(Data excerpts)
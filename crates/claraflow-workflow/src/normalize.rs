use claraflow_config::{
  ConnectionDef, CustomNodeDef, DEFAULT_INPUT_PORT, FlowDef, FlowDocument, FormatError, NodeDef,
  PortDef,
};
use tracing::debug;

use crate::flow::{Connection, Flow, Node, Port};

pub const DEFAULT_FLOW_ID: &str = "flow";
pub const DEFAULT_FLOW_NAME: &str = "Untitled Flow";

/// Turn any accepted document shape into the canonical [`Flow`].
///
/// Envelope-level custom nodes come before flow-level ones; a later
/// definition of the same type replaces the earlier one in place.
pub fn normalize(document: FlowDocument) -> Result<Flow, FormatError> {
  let shape = document.shape();
  let (mut flow_def, custom_nodes) = match document {
    FlowDocument::Envelope(envelope) => {
      let mut flow = envelope.flow;
      let flow_level = std::mem::take(&mut flow.custom_nodes);
      let merged = merge_custom_nodes(envelope.custom_nodes.into_iter().chain(flow_level));
      (flow, merged)
    }
    FlowDocument::InlineCustomNodes(mut flow) | FlowDocument::Bare(mut flow) => {
      let defs = std::mem::take(&mut flow.custom_nodes);
      (flow, merge_custom_nodes(defs))
    }
  };

  let nodes = std::mem::take(&mut flow_def.nodes)
    .into_iter()
    .map(|node| convert_node(node, &custom_nodes))
    .collect::<Result<Vec<_>, _>>()?;
  let connections = std::mem::take(&mut flow_def.connections)
    .into_iter()
    .map(convert_connection)
    .collect();

  let FlowDef {
    id,
    name,
    description,
    ..
  } = flow_def;

  let flow = Flow {
    id: id.unwrap_or_else(|| DEFAULT_FLOW_ID.to_string()),
    name: name.unwrap_or_else(|| DEFAULT_FLOW_NAME.to_string()),
    description,
    nodes,
    connections,
    custom_nodes,
  };

  debug!(
    flow_id = %flow.id,
    shape = %shape,
    nodes = flow.nodes.len(),
    connections = flow.connections.len(),
    custom_nodes = flow.custom_nodes.len(),
    "flow_normalized"
  );

  Ok(flow)
}

fn merge_custom_nodes(defs: impl IntoIterator<Item = CustomNodeDef>) -> Vec<CustomNodeDef> {
  let mut merged: Vec<CustomNodeDef> = Vec::new();
  for def in defs {
    match merged.iter_mut().find(|d| d.node_type == def.node_type) {
      Some(existing) => *existing = def,
      None => merged.push(def),
    }
  }
  merged
}

fn convert_node(def: NodeDef, custom_nodes: &[CustomNodeDef]) -> Result<Node, FormatError> {
  let custom = custom_nodes.iter().find(|d| d.node_type == def.node_type);

  // Custom node instances saved without ports inherit them from the definition.
  let input_defs = match custom {
    Some(custom) if def.inputs.is_empty() => custom.inputs.clone(),
    _ => def.inputs,
  };
  let output_defs = match custom {
    Some(custom) if def.outputs.is_empty() => custom.outputs.clone(),
    _ => def.outputs,
  };

  let inputs = input_defs
    .into_iter()
    .map(|p| convert_port(&def.id, p))
    .collect::<Result<Vec<_>, _>>()?;
  let outputs = output_defs
    .into_iter()
    .map(|p| convert_port(&def.id, p))
    .collect::<Result<Vec<_>, _>>()?;

  Ok(Node {
    name: def.name.unwrap_or_else(|| def.id.clone()),
    id: def.id,
    node_type: def.node_type,
    data: def.data.unwrap_or_default(),
    inputs,
    outputs,
  })
}

fn convert_port(node_id: &str, def: PortDef) -> Result<Port, FormatError> {
  let (id, name) = match (def.id, def.name) {
    (Some(id), Some(name)) => (id, name),
    (Some(id), None) => (id.clone(), id),
    (None, Some(name)) => (name.clone(), name),
    (None, None) => {
      return Err(FormatError::UnnamedPort {
        node_id: node_id.to_string(),
      });
    }
  };
  Ok(Port {
    id,
    name,
    data_type: def.data_type,
    required: def.required,
    description: def.description,
  })
}

fn convert_connection(def: ConnectionDef) -> Connection {
  Connection {
    id: def.id,
    source_node_id: def.source_node_id,
    source_port_id: def.source_port_id,
    target_node_id: def.target_node_id,
    target_port_id: def
      .target_port_id
      .unwrap_or_else(|| DEFAULT_INPUT_PORT.to_string()),
  }
}
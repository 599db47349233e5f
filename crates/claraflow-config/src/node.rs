use serde::{Deserialize, Serialize};

use crate::port::PortDef;

#[derive(Debug, Clone, PartialEq, Serialize, Deserialize)]
#[serde(rename_all = "camelCase")]
pub struct NodeDef {
  pub id: String,
  #[serde(rename = "type")]
  pub node_type: String,
  #[serde(default, skip_serializing_if = "Option::is_none")]
  pub name: Option<String>,
  /// Executor configuration. Older exports call this `properties`.
  #[serde(default, alias = "properties", skip_serializing_if = "Option::is_none")]
  pub data: Option<serde_json::Map<String, serde_json::Value>>,
  #[serde(default)]
  pub inputs: Vec<PortDef>,
  #[serde(default)]
  pub outputs: Vec<PortDef>,
  /// Canvas position, carried for round trips only.
  #[serde(default, skip_serializing_if = "Option::is_none")]
  pub position: Option<Position>,
}

#[derive(Debug, Clone, Copy, PartialEq, Serialize, Deserialize)]
pub struct Position {
  pub x: f64,
  pub y: f64,
}
//! Document parsing
//!
//! Each document is a markdown file with YAML frontmatter carrying the
//! metadata (name, description); everything after the closing delimiter is
//! the body.

use regex::Regex;
use serde::Deserialize;
use skillshelf_types::{Document, DocumentMetadata};
use std::fs;
use std::path::Path;
use tracing::warn;

use crate::error::{Result, StoreError};

/// Maximum allowed name length
const MAX_NAME_LENGTH: usize = 64;
/// Maximum allowed description length
const MAX_DESCRIPTION_LENGTH: usize = 1024;

/// Frontmatter fields as they appear on disk; both optional so a missing
/// field is reported as `MalformedDocument` rather than a YAML type error.
#[derive(Debug, Deserialize)]
struct Frontmatter {
    name: Option<String>,
    description: Option<String>,
}

/// Read and parse one document file
pub fn parse_document(path: &Path) -> Result<Document> {
    let content = fs::read_to_string(path)?;
    let (metadata, body) = parse_content(path, &content)?;

    validate_metadata(path, &metadata)?;

    Ok(Document {
        metadata,
        body,
        path: path.to_path_buf(),
    })
}

/// Split raw content into frontmatter metadata and body
fn parse_content(path: &Path, content: &str) -> Result<(DocumentMetadata, String)> {
    let frontmatter_re = Regex::new(r"^---\s*\n([\s\S]*?)\n---\s*\n?([\s\S]*)$")
        .map_err(|e| StoreError::Internal(format!("failed to compile frontmatter regex: {e}")))?;

    let captures = frontmatter_re
        .captures(content)
        .ok_or_else(|| malformed(path, "no YAML frontmatter found"))?;

    let yaml_str = captures
        .get(1)
        .ok_or_else(|| malformed(path, "failed to extract frontmatter"))?
        .as_str();

    let body = captures.get(2).map(|m| m.as_str()).unwrap_or("");

    let frontmatter: Frontmatter = serde_yaml::from_str(yaml_str)
        .map_err(|e| malformed(path, &format!("invalid YAML frontmatter: {e}")))?;

    let name = frontmatter
        .name
        .filter(|n| !n.is_empty())
        .ok_or_else(|| malformed(path, "missing required field 'name'"))?;

    let description = frontmatter
        .description
        .filter(|d| !d.is_empty())
        .ok_or_else(|| malformed(path, "missing required field 'description'"))?;

    Ok((DocumentMetadata { name, description }, body.to_string()))
}

/// Validate parsed metadata; length overruns warn, bad names fail
fn validate_metadata(path: &Path, metadata: &DocumentMetadata) -> Result<()> {
    if metadata.name.len() > MAX_NAME_LENGTH {
        warn!(
            "Document name '{}' exceeds {} characters (was {})",
            metadata.name,
            MAX_NAME_LENGTH,
            metadata.name.len()
        );
    }

    let name_re = Regex::new(r"^[a-z0-9-]+$")
        .map_err(|e| StoreError::Internal(format!("failed to compile name regex: {e}")))?;

    if !name_re.is_match(&metadata.name) {
        return Err(malformed(
            path,
            &format!(
                "name '{}' must contain only lowercase letters, numbers, and hyphens",
                metadata.name
            ),
        ));
    }

    if metadata.description.len() > MAX_DESCRIPTION_LENGTH {
        warn!(
            "Document '{}' description exceeds {} characters (was {})",
            metadata.name,
            MAX_DESCRIPTION_LENGTH,
            metadata.description.len()
        );
    }

    Ok(())
}

fn malformed(path: &Path, reason: &str) -> StoreError {
    StoreError::MalformedDocument {
        path: path.to_path_buf(),
        reason: reason.to_string(),
    }
}

#[cfg(test)]
#[allow(clippy::unwrap_used, clippy::expect_used)]
mod tests {
    use super::*;
    use std::path::PathBuf;

    fn parse(content: &str) -> Result<(DocumentMetadata, String)> {
        parse_content(&PathBuf::from("test.md"), content)
    }

    #[test]
    fn test_parse_content() {
        let content = r#"---
name: widget-guide
description: Guide for assembling widgets. Use when working with widgets.
---

# Widget Guide

See [the reference](widget-reference.md) for part numbers.
"#;

        let (metadata, body) = parse(content).unwrap();
        assert_eq!(metadata.name, "widget-guide");
        assert_eq!(
            metadata.description,
            "Guide for assembling widgets. Use when working with widgets."
        );
        assert!(body.contains("# Widget Guide"));
    }

    #[test]
    fn test_missing_description_is_malformed() {
        let content = "---\nname: widget-guide\n---\nbody\n";
        let err = parse(content).unwrap_err();
        assert!(matches!(err, StoreError::MalformedDocument { .. }));
        assert!(err.to_string().contains("description"));
    }

    #[test]
    fn test_missing_frontmatter_is_malformed() {
        let err = parse("# Just a heading\n").unwrap_err();
        assert!(matches!(err, StoreError::MalformedDocument { .. }));
    }

    #[test]
    fn test_empty_name_is_malformed() {
        let content = "---\nname: \"\"\ndescription: something\n---\nbody\n";
        let err = parse(content).unwrap_err();
        assert!(err.to_string().contains("name"));
    }

    #[test]
    fn test_invalid_name_charset() {
        let metadata = DocumentMetadata {
            name: "Invalid_Name".to_string(),
            description: "something".to_string(),
        };
        assert!(validate_metadata(&PathBuf::from("test.md"), &metadata).is_err());
    }

    #[test]
    fn test_valid_name_charset() {
        let metadata = DocumentMetadata {
            name: "widget-guide-2".to_string(),
            description: "something".to_string(),
        };
        assert!(validate_metadata(&PathBuf::from("test.md"), &metadata).is_ok());
    }
}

# What this task involves:
Pull each line containing "connections" from the records.

# Completed exercise:
  let connections = std::mem::take(&mut flow_def.connections)
    connections,
    connections = flow.connections.len(),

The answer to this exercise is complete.